Entries shown:
============================================================
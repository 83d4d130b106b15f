use anyhow::Result;
use serde::Serialize;
use tracing::{info, instrument};
use uuid::Uuid;

use crate::app::ports::{Row, TableStorePort};
use crate::config::StorageConfig;
use crate::domain::{RawRecord, Record};
use crate::metrics::QualityMetrics;
use crate::pipeline::processing::quality_gate::{
    CleanRecordSet, DropCounts, QualityGate, QualityReport,
};

/// Names under which the three outputs of a run are stored
#[derive(Debug, Clone)]
pub struct TableNames {
    pub raw: String,
    pub quality: String,
    pub clean: String,
}

impl From<&StorageConfig> for TableNames {
    fn from(storage: &StorageConfig) -> Self {
        Self {
            raw: storage.raw_table.clone(),
            quality: storage.quality_table.clone(),
            clean: storage.clean_table.clone(),
        }
    }
}

impl Default for TableNames {
    fn default() -> Self {
        Self::from(&StorageConfig::default())
    }
}

/// What one pipeline run produced
#[derive(Debug, Clone, Serialize)]
pub struct RunSummary {
    pub run_id: Uuid,
    pub raw_count: usize,
    pub clean_count: usize,
    pub drops: DropCounts,
    pub report: QualityReport,
}

impl RunSummary {
    pub fn rules_passed(&self) -> usize {
        self.report.passed_count()
    }

    pub fn rules_failed(&self) -> usize {
        self.report.failed_count()
    }
}

/// Runs the quality gate over one fetched collection and persists raw, quality and clean tables
pub struct QualityGateUseCase {
    quality_gate: QualityGate,
    store: Box<dyn TableStorePort>,
    tables: TableNames,
}

impl QualityGateUseCase {
    pub fn new(quality_gate: QualityGate, store: Box<dyn TableStorePort>, tables: TableNames) -> Self {
        Self {
            quality_gate,
            store,
            tables,
        }
    }

    pub fn tables(&self) -> &TableNames {
        &self.tables
    }

    /// Evaluate and clean without touching storage
    pub fn assess(&self, raw: &[RawRecord]) -> (QualityReport, CleanRecordSet) {
        let records = self.quality_gate.parse_records(raw);
        let report = self.quality_gate.evaluate(&records);
        let clean = self.quality_gate.clean(&records);
        (report, clean)
    }

    /// Persist the raw collection, its quality report and its clean subset.
    ///
    /// Each table is fully replaced. An empty collection writes nothing, so tables from
    /// the previous run stay in place.
    #[instrument(skip(self, raw), fields(record_count = raw.len()))]
    pub async fn run(&self, raw: &[RawRecord]) -> Result<RunSummary> {
        let run_id = Uuid::new_v4();

        if raw.is_empty() {
            info!(%run_id, "No raw data to save.");
            return Ok(RunSummary {
                run_id,
                raw_count: 0,
                clean_count: 0,
                drops: DropCounts::default(),
                report: QualityReport::build(Vec::new()),
            });
        }

        let records = self.quality_gate.parse_records(raw);

        let raw_rows: Vec<Row> = records.iter().map(|r| r.raw().clone()).collect();
        self.store.replace_table(&self.tables.raw, &raw_rows).await?;
        info!(
            "Successfully saved {} raw records to '{}' table.",
            raw_rows.len(),
            self.tables.raw
        );

        let report = self.quality_gate.evaluate(&records);
        for result in &report.results {
            QualityMetrics::record_rule(result);
        }
        self.store
            .replace_table(&self.tables.quality, &report.to_rows())
            .await?;
        info!("Successfully saved {} quality checks.", report.len());

        let clean = self.clean_and_save(&records).await?;

        Ok(RunSummary {
            run_id,
            raw_count: records.len(),
            clean_count: clean.len(),
            drops: clean.drops(),
            report,
        })
    }

    async fn clean_and_save(&self, records: &[Record]) -> Result<CleanRecordSet> {
        let clean = self.quality_gate.clean(records);
        QualityMetrics::record_clean(&clean);
        self.store
            .replace_table(&self.tables.clean, &clean.to_rows())
            .await?;
        info!(
            "Successfully saved {} clean records to '{}' table.",
            clean.len(),
            self.tables.clean
        );
        Ok(clean)
    }
}
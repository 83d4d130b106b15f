/// Upstream dataset endpoint
pub const DEFAULT_API_URL: &str = "https://api.openbrewerydb.org/v1/breweries";
pub const DEFAULT_PER_PAGE: u32 = 200;
pub const DEFAULT_TIMEOUT_SECONDS: u64 = 10;

pub const DEFAULT_DB_PATH: &str = "data/brewery.db";
pub const DEFAULT_LOG_DIR: &str = "logs";
pub const DEFAULT_CONFIG_PATH: &str = "config.toml";

// Table names the dashboard reads
pub const RAW_TABLE: &str = "breweries";
pub const QUALITY_TABLE: &str = "data_quality_checks";
pub const CLEAN_TABLE: &str = "clean_breweries";

// Record field names in the upstream payload
pub const ID_FIELD: &str = "id";
pub const CATEGORY_FIELD: &str = "brewery_type";
pub const LATITUDE_FIELD: &str = "latitude";
pub const LONGITUDE_FIELD: &str = "longitude";
pub const STATE_FIELD: &str = "state";

// Quality table columns
pub const CHECK_NAME_COLUMN: &str = "check_name";
pub const PASSED_COLUMN: &str = "passed";
pub const DESCRIPTION_COLUMN: &str = "description";
pub const CHECK_TIMESTAMP_COLUMN: &str = "check_timestamp";

pub const MIN_LATITUDE: f64 = -90.0;
pub const MAX_LATITUDE: f64 = 90.0;

/// Brewery types accepted by the category rule
pub const ACCEPTED_BREWERY_TYPES: [&str; 10] = [
    "micro",
    "nano",
    "regional",
    "brewpub",
    "large",
    "planning",
    "bar",
    "contract",
    "proprietor",
    "closed",
];

/// Get the default accepted brewery types as owned strings
pub fn default_accepted_categories() -> Vec<String> {
    ACCEPTED_BREWERY_TYPES.iter().map(|s| s.to_string()).collect()
}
============================================================
Exercise:
Copy exactly the stretch of data above from the line with "QualityMetrics::record_rule(result);" through the line with "pub const CATEGORY_FIELD: &str", and omit all other lines.

The answer:
            QualityMetrics::record_rule(result);
        }
        self.store
            .replace_table(&self.tables.quality, &report.to_rows())
            .await?;
        info!("Successfully saved {} quality checks.", report.len());

        let clean = self.clean_and_save(&records).await?;

        Ok(RunSummary {
            run_id,
            raw_count: records.len(),
            clean_count: clean.len(),
            drops: clean.drops(),
            report,
        })
    }

    async fn clean_and_save(&self, records: &[Record]) -> Result<CleanRecordSet> {
        let clean = self.quality_gate.clean(records);
        QualityMetrics::record_clean(&clean);
        self.store
            .replace_table(&self.tables.clean, &clean.to_rows())
            .await?;
        info!(
            "Successfully saved {} clean records to '{}' table.",
            clean.len(),
            self.tables.clean
        );
        Ok(clean)
    }
}
repository 83d4d130b106b15f
/// Upstream dataset endpoint
pub const DEFAULT_API_URL: &str = "https://api.openbrewerydb.org/v1/breweries";
pub const DEFAULT_PER_PAGE: u32 = 200;
pub const DEFAULT_TIMEOUT_SECONDS: u64 = 10;

pub const DEFAULT_DB_PATH: &str = "data/brewery.db";
pub const DEFAULT_LOG_DIR: &str = "logs";
pub const DEFAULT_CONFIG_PATH: &str = "config.toml";

// Table names the dashboard reads
pub const RAW_TABLE: &str = "breweries";
pub const QUALITY_TABLE: &str = "data_quality_checks";
pub const CLEAN_TABLE: &str = "clean_breweries";

// Record field names in the upstream payload
pub const ID_FIELD: &str = "id";
pub const CATEGORY_FIELD: &str = "brewery_type";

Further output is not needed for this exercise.